“La fatica. Nessuno ci pensa, alla fatica”. Così inizia Alfonsina e la strada, il romanzo di Simona Baldelli, edito da Sellerio nel 2021, e presentato lo scorso mercoledì a Sant’Ambrogio di Valpolicella in occasione del Venerdì d’Autore, l’evento organizzato dall’Associazione Botta&Risposta e dal Club delle Accanite Lettrici e Accaniti Lettori.

Alfonsina la conosceva molto bene, la fatica. Quella stessa fatica che l’ha portata con tenacia, e testardaggine a volte, a partecipare come prima donna al Giro d’Italia nel 1924, sfidando il maschilismo sportivo.
Sfidando se stessa e i suoi limiti, ricordando al mondo che esistono fin dove noi immaginiamo ci siano, fin dove noi ci ostiniamo a vederli, poco prima di superarli.

La grazia della sfida

Baldelli, in finale nel 2012 al Premio Calvino con Evelina e le fate, con cui ha vinto il premio letterario John Fante, non solo è autrice di romanzi, ma è anche regista e drammaturga. Con Sellerio nel 2019 ha pubblicato anche Vicolo dell’Immaginario. La “sua” Alfonsina descritta nel romanzo è una donna straordinariamente risoluta, conscia dei propri limiti e di come superarli, con esercizio e determinazione.

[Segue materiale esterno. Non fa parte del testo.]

//! Compiled proxy patterns and the comma delimited lists they are configured from.

use crate::error::ConfigurationError;
use comma_separated::CommaSeparatedIterator;
use itertools::Itertools;
use regex::Regex;
use std::borrow::Cow;
use std::fmt;

/// What a matching hop is considered to be.
#[derive(Debug, Clone, Copy, PartialEq, Eq)]
pub enum ProxyKind {
    /// Part of our own network, dropped from the chain entirely.
    Internal,
    /// Outside our network but trusted to report forwarding information, recorded in the
    /// "proxies" header.
    Trusted,
}

impl fmt::Display for ProxyKind {
    fn fmt(&self, f: &mut fmt::Formatter<'_>) -> fmt::Result {
        match self {
            ProxyKind::Internal => f.write_str("internal"),
            ProxyKind::Trusted => f.write_str("trusted"),
        }
    }
}

/// A regular expression that has to match a hop in full.
#[derive(Debug, Clone)]
pub struct ProxyPattern {
    kind: ProxyKind,
    source: String,
    regex: Regex,
}

impl ProxyPattern {
    /// Compile `source` into a pattern, anchored at both ends.
    pub fn new(kind: ProxyKind, source: &str) -> Result<Self, ConfigurationError> {
        let regex = Regex::new(&format!("^(?:{source})$")).map_err(|source_err| {
            ConfigurationError::InvalidPattern {
                pattern: source.to_owned(),
                source: source_err,
            }
        })?;
        Ok(ProxyPattern {
            kind,
            source: source.to_owned(),
            regex,
        })
    }

    pub fn kind(&self) -> ProxyKind {
        self.kind
    }

    /// The pattern as it was configured, without the anchors.
    pub fn as_str(&self) -> &str {
        &self.source
    }

    pub fn is_match(&self, value: &str) -> bool {
        self.regex.is_match(value)
    }
}

/// An ordered set of [`ProxyPattern`]s of the same kind.
///
/// The order is kept for debugging only, a value is matched against the whole set.
///
/// ```rust
/// # use x_forwarded::patterns::{ProxyKind, ProxyPatterns};
/// let patterns = ProxyPatterns::compile(ProxyKind::Internal, r"192\.168\..*, 127\.0\.0\.1").unwrap();
/// assert!(patterns.matches_any("192.168.0.10"));
/// assert!(!patterns.matches_any("10.192.168.0"));
/// ```
#[derive(Debug, Clone)]
pub struct ProxyPatterns {
    kind: ProxyKind,
    patterns: Vec<ProxyPattern>,
}

impl ProxyPatterns {
    pub fn empty(kind: ProxyKind) -> Self {
        ProxyPatterns {
            kind,
            patterns: Vec::new(),
        }
    }

    /// Compile a comma delimited list of regular expressions.
    ///
    /// Whitespace around the commas is ignored and empty entries are skipped, so an empty
    /// list yields an empty set.
    pub fn compile(kind: ProxyKind, list: &str) -> Result<Self, ConfigurationError> {
        Self::from_sources(kind, split_comma_delimited(list))
    }

    /// Compile each of the given regular expressions as-is.
    pub fn from_sources<I, S>(kind: ProxyKind, sources: I) -> Result<Self, ConfigurationError>
    where
        I: IntoIterator<Item = S>,
        S: AsRef<str>,
    {
        let patterns = sources
            .into_iter()
            .map(|source| ProxyPattern::new(kind, source.as_ref()))
            .collect::<Result<Vec<_>, _>>()?;
        Ok(ProxyPatterns { kind, patterns })
    }

    pub fn kind(&self) -> ProxyKind {
        self.kind
    }

    /// `true` if `value` matches at least one of the patterns in full.
    pub fn matches_any(&self, value: &str) -> bool {
        self.patterns.iter().any(|pattern| pattern.is_match(value))
    }

    pub fn iter(&self) -> impl Iterator<Item = &ProxyPattern> {
        self.patterns.iter()
    }

    pub fn len(&self) -> usize {
        self.patterns.len()
    }

    pub fn is_empty(&self) -> bool {
        self.patterns.is_empty()
    }
}

/// The patterns as a list [`ProxyPatterns::compile`] accepts, patterns containing a comma
/// are quoted.
impl fmt::Display for ProxyPatterns {
    fn fmt(&self, f: &mut fmt::Formatter<'_>) -> fmt::Result {
        let sources = self.iter().map(|pattern| match pattern.as_str() {
            source if source.contains(',') => Cow::Owned(format!("\"{source}\"")),
            source => Cow::Borrowed(source),
        });
        f.write_str(&join_comma_delimited(sources))
    }
}

/// Split a comma delimited configuration value into its non-empty, trimmed elements.
///
/// Commas inside double or single quotes don't split, and an element wrapped in quotes is
/// taken without them. This is how a pattern such as `\d{1,3}` is configured. A lone
/// apostrophe opens a quote as well, everything after it up to the closing one stays in the
/// same element.
///
/// # Example
///
/// ```rust
/// # use x_forwarded::patterns::split_comma_delimited;
/// assert_eq!(
///     vec!["element1", "element2", "element3"],
///     split_comma_delimited("element1  , element2,\t element3")
/// );
/// assert_eq!(
///     vec![r"10\.\d{1,3}\.\d{1,3}\.\d{1,3}", "proxy1"],
///     split_comma_delimited(r#""10\.\d{1,3}\.\d{1,3}\.\d{1,3}", proxy1"#)
/// );
/// ```
pub fn split_comma_delimited(value: &str) -> Vec<&str> {
    CommaSeparatedIterator::new(value)
        .map(str::trim)
        .map(unquote)
        .filter(|element| !element.is_empty())
        .collect()
}

fn unquote(element: &str) -> &str {
    ['"', '\'']
        .into_iter()
        .find_map(|quote| element.strip_prefix(quote)?.strip_suffix(quote))
        .unwrap_or(element)
}

/// Join elements into a `", "` delimited header value.
///
/// ```rust
/// # use x_forwarded::patterns::join_comma_delimited;
/// assert_eq!("proxy1, proxy2", join_comma_delimited(["proxy1", "proxy2"]));
/// assert_eq!("", join_comma_delimited(Vec::<String>::new()));
/// ```
pub fn join_comma_delimited<I>(elements: I) -> String
where
    I: IntoIterator,
    I::Item: fmt::Display,
{
    elements.into_iter().join(", ")
}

La scrittrice Simona Baldelli alla presentazione del libro su Alfonsina Strada a Sant’Ambrogio di Valpolicella,

Una donna che ha sfidato sì il maschilismo sportivo, ma con grazia, con quel sano tocco di arroganza di chi non permette a niente e nessuno di ostacolarla. Di chi vuole anche scardinare l’idea che una donna possa essere molto più di una moglie, di una madre.

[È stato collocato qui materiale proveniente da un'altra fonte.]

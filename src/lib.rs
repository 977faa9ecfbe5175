//! See the client, scheme and port of a request the way they were before it went through your reverse proxies.
//!
//! This uses the "x-forwarded-for" header (or any header with the same format) and, optionally, a header
//! such as "x-forwarded-proto" set by the proxies.
//!
//! ## Internal and trusted proxies
//!
//! To stop clients from being able to spoof their address, the forwarded-for chain is only considered when
//! the request comes straight from an *internal* proxy. The chain is then read from the proxy nearest to
//! us towards the client:
//!
//! - internal proxies are removed from the chain,
//! - *trusted* proxies are removed from the chain and listed in the "x-forwarded-by" header,
//! - the first hop that is neither is the client, everything left of it stays in the "x-forwarded-for" header.
//!
//! Both kinds of proxies are configured as regular expressions that have to match the full hop. Internal
//! proxies default to the private, loopback and link-local addresses, there are no trusted proxies by default.
//!
//! ## Examples
//!
//! A request originating from 140.211.11.130, going through the trusted proxies proxy1 and proxy2 before
//! reaching our internal proxy at 192.168.0.10
//!
//! ```
//! # use http::Request;
//! # use x_forwarded::{ConnectionInfo, XForwarded};
//! # use x_forwarded::config::params;
//! #
//! let x_forwarded = XForwarded::from_params([(params::TRUSTED_PROXIES, "proxy1, proxy2")]).unwrap();
//!
//! // in a real program this info would of course come from the http server
//! let connection = ConnectionInfo::new("192.168.0.10");
//! let request = Request::builder()
//!     .header("x-forwarded-for", "140.211.11.130, proxy1, proxy2")
//!     .body(())
//!     .unwrap();
//!
//! let request = x_forwarded.wrap_request(&request, &connection);
//! assert_eq!("140.211.11.130", request.remote_addr());
//! assert_eq!(None, request.header("x-forwarded-for"));
//! assert_eq!(Some("proxy1, proxy2"), request.header("x-forwarded-by"));
//! ```
//!
//! The same request arriving from 203.0.113.10, which is not an internal proxy, is taken as is
//!
//! ```
//! # use http::Request;
//! # use x_forwarded::{ConnectionInfo, XForwarded};
//! # use x_forwarded::config::params;
//! #
//! let x_forwarded = XForwarded::from_params([(params::TRUSTED_PROXIES, "proxy1, proxy2")]).unwrap();
//!
//! let connection = ConnectionInfo::new("203.0.113.10");
//! let request = Request::builder()
//!     .header("x-forwarded-for", "140.211.11.130, proxy1, proxy2")
//!     .body(())
//!     .unwrap();
//!
//! let request = x_forwarded.wrap_request(&request, &connection);
//! assert_eq!("203.0.113.10", request.remote_addr());
//! assert_eq!(Some("140.211.11.130, proxy1, proxy2"), request.header("x-forwarded-for"));
//! ```

pub mod chain;
pub mod config;
mod connection;
pub mod error;
pub mod headers;
mod overlay;
pub mod patterns;
pub mod protocol;
mod request;
pub mod response;

pub use crate::config::ForwardedConfig;
pub use crate::connection::ConnectionInfo;
pub use crate::error::{ConfigurationError, RedirectError};
pub use crate::overlay::HeaderOverlay;
pub use crate::request::ForwardedRequest;
pub use crate::response::{ForwardedResponse, ResponseSink, UrlBase};

use http::Request;
use tracing::debug;

/// Rewrites requests coming through reverse proxies, and the redirects answering them.
///
/// Holds nothing but the immutable [`ForwardedConfig`], share it between requests (behind an `Arc` if needed).
#[derive(Debug, Clone, Default)]
pub struct XForwarded {
    config: ForwardedConfig,
}

impl XForwarded {
    pub fn new(config: ForwardedConfig) -> Self {
        XForwarded { config }
    }

    /// Build from string keyed parameters, see [`config::params`].
    pub fn from_params<I, K, V>(params: I) -> Result<Self, ConfigurationError>
    where
        I: IntoIterator<Item = (K, V)>,
        K: AsRef<str>,
        V: AsRef<str>,
    {
        ForwardedConfig::from_params(params).map(XForwarded::new)
    }

    pub fn config(&self) -> &ForwardedConfig {
        &self.config
    }

    /// Resolve the client of `request` and rewrite its forwarded headers.
    pub fn wrap_request<'a, B>(
        &self,
        request: &'a Request<B>,
        connection: &'a ConnectionInfo,
    ) -> ForwardedRequest<'a, B> {
        let forwarded = ForwardedRequest::new(request, connection, &self.config);

        if !forwarded.chain().is_identity() || forwarded.scheme() != connection.scheme() {
            debug!(
                original_remote_addr = connection.remote_addr(),
                remote_addr = forwarded.remote_addr(),
                original_scheme = %connection.scheme(),
                scheme = %forwarded.scheme(),
                server_port = forwarded.server_port(),
                forwarded_for = ?forwarded.header(self.config.remote_ip_header().as_str()),
                forwarded_by = ?forwarded.header(self.config.proxies_header().as_str()),
                "rewrote forwarded request"
            );
        }

        forwarded
    }

    /// Make the redirects of `response` absolute against the resolved url of `request`.
    pub fn wrap_response<B, R: ResponseSink>(
        &self,
        request: &ForwardedRequest<'_, B>,
        response: R,
    ) -> ForwardedResponse<R> {
        ForwardedResponse::new(response, UrlBase::of(request))
    }

    /// Wrap `request` and `response` and hand them to the next stage.
    ///
    /// ```
    /// # use http::{Request, Response, StatusCode};
    /// # use x_forwarded::{ConnectionInfo, XForwarded};
    /// # use x_forwarded::config::params;
    /// let x_forwarded = XForwarded::from_params([(params::PROTOCOL_HEADER, "x-forwarded-proto")]).unwrap();
    /// let connection = ConnectionInfo::new("127.0.0.1").with_server_port(8080);
    /// let request = Request::builder()
    ///     .uri("/app/login")
    ///     .header("x-forwarded-for", "140.211.11.130")
    ///     .header("x-forwarded-proto", "https")
    ///     .body(())
    ///     .unwrap();
    /// let mut response = Response::new(());
    ///
    /// x_forwarded
    ///     .process(&request, &connection, &mut response, |request, response| {
    ///         assert_eq!("140.211.11.130", request.remote_addr());
    ///         response.send_redirect("home")
    ///     })
    ///     .unwrap();
    ///
    /// assert_eq!(StatusCode::FOUND, response.status());
    /// assert_eq!("https://localhost/app/home", response.headers()["location"]);
    /// ```
    pub fn process<'a, B, R, F, T>(
        &self,
        request: &'a Request<B>,
        connection: &'a ConnectionInfo,
        response: R,
        next: F,
    ) -> T
    where
        R: ResponseSink,
        F: FnOnce(&ForwardedRequest<'a, B>, &mut ForwardedResponse<R>) -> T,
    {
        let request = self.wrap_request(request, connection);
        let mut response = self.wrap_response(&request, response);
        next(&request, &mut response)
    }
}

#[allow(dead_code)]
#[doc = include_str!("../README.md")]
fn test_readme_examples() {}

Alfonsa Maria Rosa, diventata Strada con il matrimonio con il marito Luigi, si è fatta da sé, assieme ai suoi traguardi, la sua storia, la sua rivincita verso una vita che le ha mostrato fin da subito la facciata più dura e crudele. Una famiglia numerosa ma povera, e un susseguirsi di bambini presi in affido – i “morticini” – per cercare di arrivare in fondo al mese grazie al sussidio. Alfonsina quei bambini li vedrà sfilare uno dopo l’altro dentro casa. Qualcuno resterà per qualche settimana, qualcuno qualche mese, qualcuno verrà rispedito al brefotrofio, e qualcuno non ce la farà.

Dalla prima bici al Giro d’Italia

Alfonsina, in qualche modo, corre anche per loro. Quando riuscirà ad ottenere la sua prima bicicletta, le sembrerà che il mondo si sia fatto improvvisamente più piccolo, facilmente raggiungibile, ma non senza ostacoli, non senza quella fatica che a lei sembra costare il doppio ogni volta per raggiungere l’obiettivo.

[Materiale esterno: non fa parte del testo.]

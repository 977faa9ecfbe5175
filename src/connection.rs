use http::uri::Scheme;
use std::net::SocketAddr;

/// State of the connection a request arrived on, as seen by the server.
///
/// Defaults to a plain http connection to `localhost:80`, with the peer host equal to the peer
/// address.
///
/// ```rust
/// # use x_forwarded::ConnectionInfo;
/// # use http::uri::Scheme;
/// let connection = ConnectionInfo::new("192.168.0.10")
///     .with_secure(true)
///     .with_scheme(Scheme::HTTPS)
///     .with_server_port(443);
/// assert_eq!("192.168.0.10", connection.remote_host());
/// assert_eq!("https", connection.scheme().as_str());
/// ```
#[derive(Debug, Clone, PartialEq, Eq)]
pub struct ConnectionInfo {
    remote_addr: String,
    remote_host: String,
    secure: bool,
    scheme: Scheme,
    server_name: String,
    server_port: u16,
}

impl ConnectionInfo {
    pub fn new(remote_addr: impl Into<String>) -> Self {
        let remote_addr = remote_addr.into();
        ConnectionInfo {
            remote_host: remote_addr.clone(),
            remote_addr,
            secure: false,
            scheme: Scheme::HTTP,
            server_name: "localhost".to_owned(),
            server_port: 80,
        }
    }

    /// Connection info for the peer of an accepted socket.
    pub fn from_peer(peer: SocketAddr) -> Self {
        ConnectionInfo::new(peer.ip().to_string())
    }

    /// Set the reverse-dns name of the peer.
    pub fn with_remote_host(mut self, remote_host: impl Into<String>) -> Self {
        self.remote_host = remote_host.into();
        self
    }

    pub fn with_secure(mut self, secure: bool) -> Self {
        self.secure = secure;
        self
    }

    pub fn with_scheme(mut self, scheme: Scheme) -> Self {
        self.scheme = scheme;
        self
    }

    /// Name of this server, used for requests that carry neither an absolute uri nor a `Host`
    /// header.
    pub fn with_server_name(mut self, server_name: impl Into<String>) -> Self {
        self.server_name = server_name.into();
        self
    }

    pub fn with_server_port(mut self, server_port: u16) -> Self {
        self.server_port = server_port;
        self
    }

    pub fn remote_addr(&self) -> &str {
        &self.remote_addr
    }

    pub fn remote_host(&self) -> &str {
        &self.remote_host
    }

    pub fn is_secure(&self) -> bool {
        self.secure
    }

    pub fn scheme(&self) -> &Scheme {
        &self.scheme
    }

    pub fn server_name(&self) -> &str {
        &self.server_name
    }

    pub fn server_port(&self) -> u16 {
        self.server_port
    }
}
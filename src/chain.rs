//! Trust walk over the forwarded-for chain.
//!
//! Only a request coming straight from an internal proxy may present a forwarded-for chain.
//! The chain is then read from the hop nearest to us towards the original client: internal
//! proxies are dropped, trusted proxies are recorded as "forwarded by" and the first hop
//! that is neither is taken as the client. Anything further left was written by that client
//! and is passed on untouched.

use crate::headers::extract_forwarded_for;
use crate::patterns::{ProxyKind, ProxyPatterns};
use std::collections::VecDeque;
use tracing::trace;

/// Outcome of the trust walk for a single request.
#[derive(Debug, Clone, PartialEq, Eq)]
pub struct ChainResolution {
    remote_addr: String,
    remote_host: String,
    rewrite: Option<HeaderRewrite>,
}

#[derive(Debug, Clone, PartialEq, Eq)]
struct HeaderRewrite {
    remaining_forwarded_for: Vec<String>,
    forwarded_by: Vec<String>,
}

impl ChainResolution {
    /// The request is left as it is: the peer is the client and no header is touched.
    pub fn identity(peer_addr: &str, peer_host: &str) -> Self {
        ChainResolution {
            remote_addr: peer_addr.to_owned(),
            remote_host: peer_host.to_owned(),
            rewrite: None,
        }
    }

    pub fn remote_addr(&self) -> &str {
        &self.remote_addr
    }

    pub fn remote_host(&self) -> &str {
        &self.remote_host
    }

    /// `true` if the forwarded headers have to be left untouched.
    pub fn is_identity(&self) -> bool {
        self.rewrite.is_none()
    }

    /// Hops left of the client, `None` when the remote-ip header should be removed (or left
    /// untouched, see [`is_identity`](Self::is_identity)).
    pub fn remaining_forwarded_for(&self) -> Option<&[String]> {
        self.rewrite
            .as_ref()
            .map(|rewrite| rewrite.remaining_forwarded_for.as_slice())
            .filter(|hops| !hops.is_empty())
    }

    /// Trusted proxies the request went through, from the client towards us.
    pub fn forwarded_by(&self) -> Option<&[String]> {
        self.rewrite
            .as_ref()
            .map(|rewrite| rewrite.forwarded_by.as_slice())
            .filter(|hops| !hops.is_empty())
    }
}

/// Classify a hop, internal proxies take precedence over trusted ones.
pub fn classify(hop: &str, internal: &ProxyPatterns, trusted: &ProxyPatterns) -> Option<ProxyKind> {
    if internal.matches_any(hop) {
        Some(ProxyKind::Internal)
    } else if trusted.matches_any(hop) {
        Some(ProxyKind::Trusted)
    } else {
        None
    }
}

/// Resolve the client of a request.
///
/// `forwarded_for` is the raw value of the remote-ip header, if any.
///
/// # Example
///
/// ```rust
/// # use x_forwarded::chain::resolve_chain;
/// # use x_forwarded::patterns::{ProxyKind, ProxyPatterns};
/// let internal = ProxyPatterns::compile(ProxyKind::Internal, r"192\.168\.0\.10, 192\.168\.0\.11").unwrap();
/// let trusted = ProxyPatterns::compile(ProxyKind::Trusted, "proxy1, proxy2").unwrap();
///
/// let resolution = resolve_chain(
///     "192.168.0.10",
///     "192.168.0.10",
///     Some("140.211.11.130, proxy1, untrusted-proxy, proxy2"),
///     &internal,
///     &trusted,
/// );
/// assert_eq!("untrusted-proxy", resolution.remote_addr());
/// assert_eq!(Some(&["140.211.11.130".to_string(), "proxy1".to_string()][..]), resolution.remaining_forwarded_for());
/// assert_eq!(Some(&["proxy2".to_string()][..]), resolution.forwarded_by());
/// ```
pub fn resolve_chain(
    peer_addr: &str,
    peer_host: &str,
    forwarded_for: Option<&str>,
    internal: &ProxyPatterns,
    trusted: &ProxyPatterns,
) -> ChainResolution {
    if !internal.matches_any(peer_addr) {
        trace!(
            peer_addr,
            "peer is not an internal proxy, ignoring forwarded headers"
        );
        return ChainResolution::identity(peer_addr, peer_host);
    }

    let hops: Vec<&str> = match forwarded_for {
        Some(value) => extract_forwarded_for(value).collect(),
        None => Vec::new(),
    };
    if hops.is_empty() {
        return ChainResolution::identity(peer_addr, peer_host);
    }

    let mut forwarded_by = VecDeque::new();
    let mut client = None;
    for (index, hop) in hops.iter().enumerate().rev() {
        match classify(hop, internal, trusted) {
            Some(ProxyKind::Internal) => {}
            Some(ProxyKind::Trusted) => forwarded_by.push_front((*hop).to_owned()),
            None => {
                client = Some(index);
                break;
            }
        }
    }

    let (remote_addr, remote_host, remaining) = match client {
        Some(index) => (hops[index], hops[index], &hops[..index]),
        None => (peer_addr, peer_host, &hops[..0]),
    };

    ChainResolution {
        remote_addr: remote_addr.to_owned(),
        remote_host: remote_host.to_owned(),
        rewrite: Some(HeaderRewrite {
            remaining_forwarded_for: remaining.iter().map(|hop| (*hop).to_owned()).collect(),
            forwarded_by: forwarded_by.into(),
        }),
    }
}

Con il numero 72, Alfonsina Strada partecipa al Giro d’Italia. Centootto iscritti, presenti solo novanta. Tremilaseicentrotredici chilometri, dodici tappe, un giorno di riposo tra una tappa e l’altra. Durante la gara, Alfonsina penserà più volte di mollare, di arrendersi, di salire sul primo treno e tornarsene a casa. Una serie di fortunati eventi, un capotreno irriverente che non la farà salire sul treno, la determinazione di chi ha qualcosa da dimostrare, soprattutto a se stessa, l’audacia che l’aveva spinta fino a lì, la portarono ad arrivare in cima.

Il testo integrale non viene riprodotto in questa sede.